= About this task =
Exactly as they appear, copy the lines from the start of the entries below to the line containing "use crate::platform::format_bytes;", both ends included.

Stored records
//! File search and directory tree display
//!
//! Both walk the tree with `std::fs::read_dir`, visiting files before
//! subdirectories and sorting entries by name so output is stable.
//! Symlinked directories are listed but never entered.

use regex::Regex;
use serde::{Deserialize, Serialize};
use std::fs;
use std::io;
use std::path::{Path, PathBuf};
use tracing::debug;

use crate::platform::format_bytes;

/// A file that matched a search.
#[derive(Debug, Clone, PartialEq, Eq, Serialize, Deserialize)]
pub struct FoundFile {
    pub path: PathBuf,
    pub size: u64,
}

/// Shell-style wildcard mask: `*` any run, `?` one character.
///
/// Matching is case-insensitive.
#[derive(Debug, Clone)]
pub struct WildcardMask {
    regex: Regex,
}

impl WildcardMask {
    pub fn new(mask: &str) -> Result<Self, regex::Error> {
        let mask = if mask.trim().is_empty() { "*" } else { mask.trim() };
        let mut pattern = String::from("(?i)^");
        for c in mask.chars() {
            match c {
                '*' => pattern.push_str(".*"),
                '?' => pattern.push('.'),
                other => pattern.push_str(&regex::escape(&other.to_string())),
            }
        }
        pattern.push('$');
        Ok(Self {
            regex: Regex::new(&pattern)?,
        })
    }

    pub fn matches(&self, name: &str) -> bool {
        self.regex.is_match(name)
    }
}

/// Filters applied to each candidate file.
#[derive(Debug, Clone)]
pub struct SearchOptions {
    pub mask: WildcardMask,
    pub min_size: Option<u64>,
    pub max_size: Option<u64>,
}

impl SearchOptions {
    fn accepts(&self, name: &str, size: u64) -> bool {
        self.mask.matches(name)
            && self.min_size.map_or(true, |min| size >= min)
            && self.max_size.map_or(true, |max| size <= max)
    }
}

/// Matches plus the directories that could not be read.
#[derive(Debug, Default)]
pub struct SearchResults {
    pub files: Vec<FoundFile>,
    /// Directories skipped for reasons other than permission, with the error
    pub errors: Vec<(PathBuf, String)>,
}

impl SearchResults {
    pub fn total_size(&self) -> u64 {
        self.files.iter().map(|f| f.size).sum()
    }
}

fn ensure_dir(root: &Path) -> io::Result<()> {
    if root.is_dir() {
        Ok(())
    } else {
        Err(io::Error::new(
            io::ErrorKind::NotFound,
            format!("Directory does not exist: {}", root.display()),
        ))
    }
}

/// Split a directory's entries into sorted (files, subdirectories).
fn read_sorted(dir: &Path) -> io::Result<(Vec<PathBuf>, Vec<PathBuf>)> {
    let mut files = Vec::new();
    let mut dirs = Vec::new();
    for entry in fs::read_dir(dir)? {
        // Entries removed or unreadable mid-walk are skipped.
        let Ok(entry) = entry else {
            continue;
        };
        let Ok(file_type) = entry.file_type() else {
            continue;
        };
        if file_type.is_dir() {
            dirs.push(entry.path());
        } else {
            files.push(entry.path());
        }
    }
    files.sort();
    dirs.sort();
    Ok((files, dirs))
}

fn file_name(path: &Path) -> String {
    path.file_name()
        .map(|n| n.to_string_lossy().to_string())
        .unwrap_or_else(|| path.display().to_string())
}

/// Recursively search `root` for files accepted by `options`.
///
/// Directories that deny access are skipped silently; any other read error
/// is recorded in [`SearchResults::errors`] and the walk continues.
pub fn search(root: &Path, options: &SearchOptions) -> io::Result<SearchResults> {
    ensure_dir(root)?;
    let mut results = SearchResults::default();
    search_dir(root, options, &mut results);
    debug!(
        "Search under {} found {} files",
        root.display(),
        results.files.len()
    );
    Ok(results)
}

fn search_dir(dir: &Path, options: &SearchOptions, results: &mut SearchResults) {
    let (files, dirs) = match read_sorted(dir) {
        Ok(entries) => entries,
        Err(e) => return on_read_error(dir, e, results),
    };

    for path in files {
        // Dangling symlinks and files removed mid-walk are skipped.
        let Ok(metadata) = fs::metadata(&path) else {
            continue;
        };
        if !metadata.is_file() {
            continue;
        }
        if options.accepts(&file_name(&path), metadata.len()) {
            results.files.push(FoundFile {
                path,
                size: metadata.len(),
            });
        }
    }

    for sub in dirs {
        search_dir(&sub, options, results);
    }
}

/// Permission-denied directories are dropped quietly, anything else is recorded.
fn on_read_error(dir: &Path, err: io::Error, results: &mut SearchResults) {
    if err.kind() == io::ErrorKind::PermissionDenied {
        debug!("Skipping {}: {}", dir.display(), err);
    } else {
        results.errors.push((dir.to_path_buf(), err.to_string()));
    }
}

/// Fixed-width listing of search results with a final count.
pub fn search_table(results: &SearchResults) -> Vec<String> {
    let mut lines = vec![
        format!("{:<60} {:>15}", "Path", "Size"),
        "-".repeat(80),
    ];
    for file in &results.files {
        lines.push(format!(
            "{:<60} {:>15}",
            file.path.display(),
            format_bytes(file.size)
        ));
    }
    for (dir, err) in &results.errors {
        lines.push(format!("Error accessing {}: {}", dir.display(), err));
    }
    lines.push(String::new());
    lines.push(format!(
        "Total files found: {} ({})",
        results.files.len(),
        format_bytes(results.total_size())
    ));
    lines
}

/// Render `root` as an indented tree.
///
/// Directories appear as `[name]`, files two spaces deeper. Directories
/// below `max_depth` are shown with `...` instead of their contents.
pub fn tree_lines(root: &Path, max_depth: Option<usize>) -> io::Result<Vec<String>> {
    ensure_dir(root)?;
    let mut lines = Vec::new();
    tree_dir(root, 0, max_depth, &mut lines);
    Ok(lines)
}

fn tree_dir(dir: &Path, depth: usize, max_depth: Option<usize>, lines: &mut Vec<String>) {
    let indent = "  ".repeat(depth);
    if max_depth.is_some_and(|max| depth > max) {
        lines.push(format!("{}[{}] ...", indent, file_name(dir)));
        return;
    }
    lines.push(format!("{}[{}]", indent, file_name(dir)));

    match read_sorted(dir) {
        Ok((files, dirs)) => {
            for file in files {
                lines.push(format!("{}  {}", indent, file_name(&file)));
            }
            for sub in dirs {
                tree_dir(&sub, depth + 1, max_depth, lines);
            }
        }
        Err(e) => lines.push(format!("{}  <{}>", indent, e)),
    }
}

#[cfg(test)]
mod tests {
    use super::*;
    use tempfile::TempDir;

    fn options(mask: &str) -> SearchOptions {
        SearchOptions {
            mask: WildcardMask::new(mask).unwrap(),
            min_size: None,
            max_size: None,
        }
    }

    fn fixture() -> TempDir {
        let temp = TempDir::new().unwrap();
        let root = temp.path();
        fs::write(root.join("notes.txt"), "hello").unwrap();
        fs::write(root.join("image.PNG"), vec![0u8; 2048]).unwrap();
        fs::create_dir_all(root.join("docs").join("old")).unwrap();
        fs::write(root.join("docs").join("readme.txt"), "x".repeat(100)).unwrap();
        fs::write(root.join("docs").join("old").join("a.log"), "").unwrap();
        temp
    }

    #[test]
    fn test_wildcard_mask() {
        let mask = WildcardMask::new("*.txt").unwrap();
        assert!(mask.matches("notes.txt"));
        assert!(mask.matches("NOTES.TXT"));
        assert!(!mask.matches("notes.txt.bak"));
        assert!(!mask.matches("notesxtxt"));

        let single = WildcardMask::new("a?.log").unwrap();
        assert!(single.matches("ab.log"));
        assert!(!single.matches("abc.log"));

        assert!(WildcardMask::new("").unwrap().matches("anything"));
        assert!(WildcardMask::new("[x](y)+").unwrap().matches("[x](y)+"));
    }

    #[test]
    fn test_search_recurses_with_mask() {
        let temp = fixture();
        let results = search(temp.path(), &options("*.txt")).unwrap();
        let found: Vec<_> = results
            .files
            .iter()
            .map(|f| f.path.strip_prefix(temp.path()).unwrap().to_path_buf())
            .collect();
        assert_eq!(
            found,
            vec![PathBuf::from("notes.txt"), PathBuf::from("docs/readme.txt")]
        );
        assert_eq!(results.total_size(), 105);
        assert!(results.errors.is_empty());
    }

    #[test]
    fn test_search_size_filters() {
        let temp = fixture();
        let mut opts = options("*");
        opts.min_size = Some(100);
        opts.max_size = Some(1024);
        let results = search(temp.path(), &opts).unwrap();
        assert_eq!(results.files.len(), 1);
        assert_eq!(results.files[0].size, 100);
    }

    #[test]
    fn test_search_missing_root() {
        let temp = TempDir::new().unwrap();
        let err = search(&temp.path().join("missing"), &options("*")).unwrap_err();
        assert_eq!(err.kind(), io::ErrorKind::NotFound);
    }

    #[test]
    fn test_search_table_summary() {
        let temp = fixture();
        let results = search(temp.path(), &options("*.png")).unwrap();
        let lines = search_table(&results);
        assert!(lines[0].starts_with("Path"));
        assert!(lines[2].ends_with("2.00 KB"));
        assert_eq!(lines.last().unwrap(), "Total files found: 1 (2.00 KB)");
    }

    #[test]
    fn test_read_errors_are_classified() {
        let mut results = SearchResults::default();
        let dir = Path::new("/srv/locked");

        on_read_error(
            dir,
            io::Error::new(io::ErrorKind::PermissionDenied, "denied"),
            &mut results,
        );
        assert!(results.errors.is_empty());

        on_read_error(dir, io::Error::new(io::ErrorKind::Other, "stale handle"), &mut results);
        assert_eq!(
            results.errors,
            vec![(PathBuf::from("/srv/locked"), "stale handle".to_string())]
        );

        let lines = search_table(&results);
        assert!(lines.contains(&"Error accessing /srv/locked: stale handle".to_string()));
    }

    #[cfg(unix)]
    #[test]
    fn test_search_skips_unreadable_directory() {
        use std::os::unix::fs::PermissionsExt;

        let temp = fixture();
        let locked = temp.path().join("locked");
        fs::create_dir(&locked).unwrap();
        fs::write(locked.join("secret.txt"), "x").unwrap();
        fs::set_permissions(&locked, fs::Permissions::from_mode(0o000)).unwrap();

        // Root ignores directory permissions.
        if fs::read_dir(&locked).is_ok() {
            fs::set_permissions(&locked, fs::Permissions::from_mode(0o755)).unwrap();
            return;
        }

        let results = search(temp.path(), &options("*.txt"));
        fs::set_permissions(&locked, fs::Permissions::from_mode(0o755)).unwrap();

        let results = results.unwrap();
        assert!(results.errors.is_empty());
        assert_eq!(results.files.len(), 2);
        assert!(results.files.iter().all(|f| !f.path.starts_with(&locked)));
    }

    #[test]
    fn test_tree_layout() {
        let temp = fixture();
        let root_name = file_name(temp.path());
        let lines = tree_lines(temp.path(), None).unwrap();
        assert_eq!(
            lines,
            vec![
                format!("[{}]", root_name),
                "  image.PNG".to_string(),
                "  notes.txt".to_string(),
                "  [docs]".to_string(),
                "    readme.txt".to_string(),
                "    [old]".to_string(),
                "      a.log".to_string(),
            ]
        );
    }

    #[test]
    fn test_tree_depth_limit() {
        let temp = fixture();
        let lines = tree_lines(temp.path(), Some(1)).unwrap();
        assert!(lines.contains(&"  [docs]".to_string()));
        assert!(lines.contains(&"    [old] ...".to_string()));
        assert!(!lines.contains(&"      a.log".to_string()));
    }
}
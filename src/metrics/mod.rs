//! Metric providers sampled by the live monitor

pub mod cpu;
pub mod disk;
pub mod memory;
pub mod traits;

pub use cpu::{busy_percent, CpuClock, CpuProvider, CpuTimes};
pub use disk::{collect_disks, DiskProvider, DiskUsage};
pub use memory::{MemoryProvider, MemorySource, MemoryTotals, SystemMemory};
pub use traits::{MetricKind, MetricProvider, MetricSample, ProviderError, ProviderResult};
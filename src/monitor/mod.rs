//! Live monitoring and text rendering

pub mod dashboard;
pub mod realtime;

pub use dashboard::{disk_report, render_bar, BarStyle, Screen};
pub use realtime::{MonitorOutcome, MonitorReport, MonitorSettings, RealtimeMonitor};
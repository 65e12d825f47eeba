//! Process listing and termination
//!
//! CPU usage is measured over a short window: processes are refreshed, the
//! window elapses, and the second refresh yields the usage in between.
//! sysinfo reports per-core percentages, so values are divided by the
//! logical core count to stay within 0-100.

use serde::{Deserialize, Serialize};
use std::time::Duration;
use sysinfo::{Pid, ProcessesToUpdate, System};
use tracing::{debug, info, warn};

use crate::console::{confirm, LineReader, OutputSink};

/// One row of the process table.
#[derive(Debug, Clone, PartialEq, Serialize, Deserialize)]
pub struct ProcessEntry {
    pub pid: u32,
    pub name: String,
    /// Resident memory in bytes
    pub memory_bytes: u64,
    /// Share of total CPU capacity over the measurement window
    pub cpu_percent: f32,
}

impl ProcessEntry {
    /// Get memory usage in MB
    pub fn memory_mb(&self) -> f64 {
        self.memory_bytes as f64 / (1024.0 * 1024.0)
    }
}

/// Error type for process operations
#[derive(Debug, Clone, PartialEq, Eq)]
pub enum ProcessError {
    /// No process matches the PID or name
    NotFound(String),
    /// Refusing to touch init, kthreadd or ourselves
    Protected(u32),
    /// The kill signal could not be delivered
    KillFailed { pid: u32, name: String },
    /// The operator declined the confirmation
    Cancelled,
}

impl std::fmt::Display for ProcessError {
    fn fmt(&self, f: &mut std::fmt::Formatter<'_>) -> std::fmt::Result {
        match self {
            ProcessError::NotFound(target) => write!(f, "Process '{}' not found", target),
            ProcessError::Protected(pid) => write!(f, "Process {} is protected", pid),
            ProcessError::KillFailed { pid, name } => {
                write!(f, "Failed to kill process {} (PID {})", name, pid)
            }
            ProcessError::Cancelled => write!(f, "Operation cancelled"),
        }
    }
}

impl std::error::Error for ProcessError {}

/// Keep entries whose name contains `filter` (case-insensitive), sorted by
/// name then PID.
pub fn filter_and_sort(mut entries: Vec<ProcessEntry>, filter: Option<&str>) -> Vec<ProcessEntry> {
    if let Some(filter) = filter.map(str::trim).filter(|f| !f.is_empty()) {
        let needle = filter.to_lowercase();
        entries.retain(|e| e.name.to_lowercase().contains(&needle));
    }
    entries.sort_by(|a, b| {
        a.name
            .to_lowercase()
            .cmp(&b.name.to_lowercase())
            .then(a.pid.cmp(&b.pid))
    });
    entries
}

/// Fixed-width table: name, PID, memory (MB), CPU (%).
pub fn process_table(entries: &[ProcessEntry]) -> Vec<String> {
    let mut lines = Vec::with_capacity(entries.len() + 2);
    lines.push(format!(
        "{:<30} {:>6} {:>12} {:>10}",
        "Process Name", "PID", "Memory (MB)", "CPU (%)"
    ));
    lines.push("-".repeat(61));
    for entry in entries {
        lines.push(format!(
            "{:<30} {:>6} {:>12.2} {:>10.2}",
            truncate(&entry.name, 30),
            entry.pid,
            entry.memory_mb(),
            entry.cpu_percent
        ));
    }
    lines
}

fn truncate(s: &str, max: usize) -> String {
    if s.chars().count() <= max {
        s.to_string()
    } else {
        let head: String = s.chars().take(max - 3).collect();
        format!("{}...", head)
    }
}

/// PIDs that are never killed.
pub fn is_pid_protected(pid: u32) -> bool {
    pid <= 2 || pid == std::process::id()
}

/// sysinfo-backed process manager
pub struct ProcessManager {
    system: System,
    cores: usize,
}

impl ProcessManager {
    pub fn new() -> Self {
        let mut system = System::new();
        system.refresh_processes(ProcessesToUpdate::All, true);
        Self {
            system,
            cores: num_cpus::get().max(1),
        }
    }

    /// Measure every process over `window` and return the filtered, sorted table.
    pub async fn snapshot(&mut self, window: Duration, filter: Option<&str>) -> Vec<ProcessEntry> {
        self.system.refresh_processes(ProcessesToUpdate::All, true);
        tokio::time::sleep(window).await;
        self.system.refresh_processes(ProcessesToUpdate::All, true);

        let entries: Vec<ProcessEntry> = self
            .system
            .processes()
            .values()
            .map(|p| ProcessEntry {
                pid: p.pid().as_u32(),
                name: p.name().to_string_lossy().to_string(),
                memory_bytes: p.memory(),
                cpu_percent: p.cpu_usage() / self.cores as f32,
            })
            .collect();
        debug!("Collected {} processes", entries.len());
        filter_and_sort(entries, filter)
    }

    /// Resolve a PID or an exact (case-insensitive) process name.
    ///
    /// Several processes may share a name; the lowest PID wins.
    pub fn find(&mut self, target: &str) -> Result<(u32, String), ProcessError> {
        let target = target.trim();
        self.system.refresh_processes(ProcessesToUpdate::All, true);

        if let Ok(pid) = target.parse::<u32>() {
            return self
                .system
                .process(Pid::from_u32(pid))
                .map(|p| (pid, p.name().to_string_lossy().to_string()))
                .ok_or_else(|| ProcessError::NotFound(target.to_string()));
        }

        let wanted = target.to_lowercase();
        self.system
            .processes()
            .values()
            .filter(|p| p.name().to_string_lossy().to_lowercase() == wanted)
            .map(|p| (p.pid().as_u32(), p.name().to_string_lossy().to_string()))
            .min_by_key(|(pid, _)| *pid)
            .ok_or_else(|| ProcessError::NotFound(target.to_string()))
    }

    /// Send the platform's kill signal to `pid`.
    pub fn kill(&mut self, pid: u32) -> Result<(), ProcessError> {
        if is_pid_protected(pid) {
            return Err(ProcessError::Protected(pid));
        }
        let process = self
            .system
            .process(Pid::from_u32(pid))
            .ok_or_else(|| ProcessError::NotFound(pid.to_string()))?;
        let name = process.name().to_string_lossy().to_string();
        if process.kill() {
            info!("Killed process {} (PID {})", name, pid);
            Ok(())
        } else {
            warn!("Kill signal to {} (PID {}) was not delivered", name, pid);
            Err(ProcessError::KillFailed { pid, name })
        }
    }

    /// Resolve `target`, ask for confirmation unless `assume_yes`, then kill.
    pub fn kill_interactive(
        &mut self,
        target: &str,
        assume_yes: bool,
        out: &mut dyn OutputSink,
        input: &mut dyn LineReader,
    ) -> Result<u32, Box<dyn std::error::Error>> {
        let (pid, name) = self.find(target)?;
        if is_pid_protected(pid) {
            return Err(ProcessError::Protected(pid).into());
        }
        let question = format!("Are you sure you want to kill process {} (PID {})?", name, pid);
        if !assume_yes && !confirm(out, input, &question)? {
            return Err(ProcessError::Cancelled.into());
        }
        self.kill(pid)?;
        Ok(pid)
    }
}

impl Default for ProcessManager {
    fn default() -> Self {
        Self::new()
    }
}

#[cfg(test)]
mod tests {
    use super::*;
    use crate::console::CaptureSink;

    fn entry(pid: u32, name: &str) -> ProcessEntry {
        ProcessEntry {
            pid,
            name: name.to_string(),
            memory_bytes: 3 * 1024 * 1024,
            cpu_percent: 1.5,
        }
    }

    #[test]
    fn test_filter_and_sort() {
        let entries = vec![entry(30, "sshd"), entry(10, "Bash"), entry(20, "bash"), entry(5, "zsh")];

        let all = filter_and_sort(entries.clone(), None);
        let names: Vec<_> = all.iter().map(|e| (e.name.as_str(), e.pid)).collect();
        assert_eq!(names, vec![("Bash", 10), ("bash", 20), ("sshd", 30), ("zsh", 5)]);

        let filtered = filter_and_sort(entries.clone(), Some("BAS"));
        assert_eq!(filtered.len(), 2);

        let blank = filter_and_sort(entries, Some("  "));
        assert_eq!(blank.len(), 4);
    }

    #[test]
    fn test_process_table_layout() {
        let lines = process_table(&[entry(42, "cargo")]);
        assert_eq!(lines.len(), 3);
        assert!(lines[0].starts_with("Process Name"));
        assert_eq!(
            lines[2],
            format!("{:<30} {:>6} {:>12} {:>10}", "cargo", 42, "3.00", "1.50")
        );
    }

    #[test]
    fn test_truncate_long_names() {
        let long = "a".repeat(40);
        let lines = process_table(&[entry(1, &long)]);
        assert!(lines[2].starts_with(&format!("{}...", "a".repeat(27))));
    }

    #[test]
    fn test_protected_pids() {
        assert!(is_pid_protected(1));
        assert!(is_pid_protected(std::process::id()));
        assert!(!is_pid_protected(999_999));
    }

    #[test]
    fn test_error_display() {
        assert_eq!(
            ProcessError::NotFound("nginx".into()).to_string(),
            "Process 'nginx' not found"
        );
        assert_eq!(ProcessError::Protected(1).to_string(), "Process 1 is protected");
    }

    #[test]
    fn test_find_own_process_by_pid() {
        let mut manager = ProcessManager::new();
        let pid = std::process::id();
        let (found, name) = manager.find(&pid.to_string()).unwrap();
        assert_eq!(found, pid);
        assert!(!name.is_empty());
    }

    #[test]
    fn test_find_unknown_name() {
        let mut manager = ProcessManager::new();
        assert_eq!(
            manager.find("no-such-process-xyz"),
            Err(ProcessError::NotFound("no-such-process-xyz".into()))
        );
    }

    #[test]
    fn test_kill_refuses_self() {
        let mut manager = ProcessManager::new();
        let mut out = CaptureSink::new();
        let mut input: &[u8] = b"y\n";
        let err = manager
            .kill_interactive(&std::process::id().to_string(), false, &mut out, &mut input)
            .unwrap_err();
        assert_eq!(err.to_string(), format!("Process {} is protected", std::process::id()));
        assert!(out.lines().is_empty());
    }

    #[cfg(unix)]
    #[test]
    fn test_kill_child_after_confirmation() {
        let mut child = std::process::Command::new("sleep")
            .arg("30")
            .spawn()
            .expect("spawn sleep");
        let pid = child.id();

        let mut manager = ProcessManager::new();
        let mut out = CaptureSink::new();

        let mut declined: &[u8] = b"n\n";
        let err = manager
            .kill_interactive(&pid.to_string(), false, &mut out, &mut declined)
            .unwrap_err();
        assert_eq!(err.to_string(), "Operation cancelled");

        let mut accepted: &[u8] = b"Y\n";
        let killed = manager
            .kill_interactive(&pid.to_string(), false, &mut out, &mut accepted)
            .unwrap();
        assert_eq!(killed, pid);
        assert!(!child.wait().unwrap().success());
    }

    #[tokio::test]
    async fn test_snapshot_includes_self() {
        let mut manager = ProcessManager::new();
        let entries = manager.snapshot(Duration::from_millis(200), None).await;
        let me = std::process::id();
        let own = entries.iter().find(|e| e.pid == me).expect("own process listed");
        assert!(own.memory_bytes > 0);
        assert!(entries.windows(2).all(|w| w[0].name.to_lowercase() <= w[1].name.to_lowercase()));
    }
}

= Written solution =
//! File search and directory tree display
//!
//! Both walk the tree with `std::fs::read_dir`, visiting files before
//! subdirectories and sorting entries by name so output is stable.
//! Symlinked directories are listed but never entered.

use regex::Regex;
use serde::{Deserialize, Serialize};
use std::fs;
use std::io;
use std::path::{Path, PathBuf};
use tracing::debug;

use crate::platform::format_bytes;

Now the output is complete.